The next time you are washing your hands and complain because the
water temperature isn't just how you like it, think about how things
used to be.

Here are some facts about the 1500s:

These are interesting...

Most people got married in June because they took their yearly bath
in May and still smelled pretty good by June.
However, they were starting to smell, so brides carried a bouquet of flowers to hide the body odor Hence the custom today of carrying a bouquet when getting
married.

Baths consisted of a big tub filled with hot water.
The man of the house had the privilege of the nice clean water, then all the other sons and men, then the women and finally the children.
Last of all were the babies. By then the water was so dirty you could actually lose someone in it. Hence the saying, don't throw the baby out with the Bath water.

Houses had thatched roofs-thick straw-piled high, with no wood
underneath. It was the only place for animals to get warm, so all the
cats and other small animals (mice, bugs) lived in the roof.
When it rained it became slippery and sometimes the animals would slip and fall
off the roof.

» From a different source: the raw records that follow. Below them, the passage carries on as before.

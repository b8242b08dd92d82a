// SPDX-FileCopyrightText: 2025-2026 RAprogramm <andrey.rozanov.vl@gmail.com>
// SPDX-License-Identifier: MIT

//! Per-declaration parsing for entity discovery.
//!
//! # Architecture
//!
//! ```text
//! parse.rs (coordinator)
//! ├── annotation.rs - Field tag mini-language → Annotations
//! ├── types.rs      - Declared type text → (ObType, FbType), date/link
//! ├── flags.rs      - Annotations + relation → storage flags, index
//! └── entity/       - Struct declaration → validated Entity
//! ```
//!
//! Data flows strictly upward: the entity builder calls the other three for
//! every field and owns all entity-level invariants.

mod annotation;
mod entity;
mod flags;
mod types;

pub use annotation::parse_tag;
pub use entity::build_entity;
pub use flags::derive_flags;
pub use types::{ResolvedType, map_type_name, resolve_type};
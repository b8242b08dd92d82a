// SPDX-FileCopyrightText: 2025-2026 RAprogramm <andrey.rozanov.vl@gmail.com>
// SPDX-License-Identifier: MIT

//! Binding aggregate.
//!
//! A [`Binding`] is the result of one discovery pass over a source unit: the
//! package name plus every entity found, in declaration order. Templates
//! render generated code straight from it.

use serde::Serialize;

use crate::entity::Entity;

/// Discovered entities of one source unit.
#[derive(Debug, Clone, Default, PartialEq, Serialize)]
pub struct Binding {
    /// Package the source unit belongs to.
    pub package: String,

    /// Entities in declaration order.
    pub entities: Vec<Entity>
}

impl Binding {
    /// Create an empty binding for a package.
    #[must_use]
    pub fn new(package: impl Into<String>) -> Self {
        Self {
            package:  package.into(),
            entities: Vec::new()
        }
    }

    /// Entities in declaration order.
    #[must_use]
    pub fn entities(&self) -> &[Entity] {
        &self.entities
    }

    /// Mutable access for the model registry.
    pub fn entities_mut(&mut self) -> &mut [Entity] {
        &mut self.entities
    }

    /// Find an entity by name.
    #[must_use]
    pub fn entity(&self, name: &str) -> Option<&Entity> {
        self.entities.iter().find(|e| e.name == name)
    }

    /// Whether generated code needs the buffer offset helpers.
    ///
    /// True as soon as one property is string or byte-vector backed.
    #[must_use]
    pub fn uses_fb_utils(&self) -> bool {
        self.entities
            .iter()
            .flat_map(|e| e.properties())
            .any(|p| p.ob_type.is_offset_backed())
    }
}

Hence the saying; It's raining cats and dogs.

There was nothing to stop things from falling into the house.
This posed a real problem in the bedroom where bugs and other droppings could
mess up your nice clean bed.
Hence, a bed with big posts and a sheet hung over the top afforded some protection.
That's how canopy beds came into existence.

The floor was dirt.
Only the wealthy had something other than
dirt. Hence the saying, "Dirt poor".

The wealthy had slate floors that
would get slippery in the winter when wet, so they spread thresh (straw)
on floor to help keep their footing.
As the winter wore on, they added more thresh until, when you opened the door, it would all start slipping outside. A piece of wood was placed in the entrance way.
Hence the saying a thresh hold.

(Getting quite an education, aren't you?)

In those old days, they cooked in the kitchen with a big kettle that
always hung over the fire.

Every day they lit the fire and added things
to the pot. They ate mostly vegetables and did not get much meat.
They would eat the stew for dinner, leaving leftovers in the pot to get cold
overnight and then start over the next day.
Sometimes stew had food in it that had been there for quite a while.

Hence the rhyme, Peas porridge hot, peas porridge cold, peas porridge in the pot nine days old..

Sometimes they could obtain pork, which made them feel quite
special. When visitors came over, they would hang up their bacon to show
off. It was a sign of wealth that a man could bring home the bacon.

They would cut off a little to share with guests and would all sit
around and chew the fat.

Those with money had plates made of pewter.

Food with high acid content caused some of the lead to leach onto the food, causing lead poisoning death.
This happened most often with tomatoes, so for the next
400 years or so, tomatoes were considered poisonous.

Bread was divided according to status.

Workers got the burnt
bottom of the loaf, the family got the middle, and guests got the top,
or the upper crust.

Lead cups were used to drink ale or whiskey.
The combination would sometimes knock the imbibers out for a couple of days.
Someone walking along the road would take them for dead and prepare them for burial.

They were laid out on the kitchen table for a couple of days and the
family would gather around and eat and drink and wait and see if they
would wake up. Hence the custom of holding a wake.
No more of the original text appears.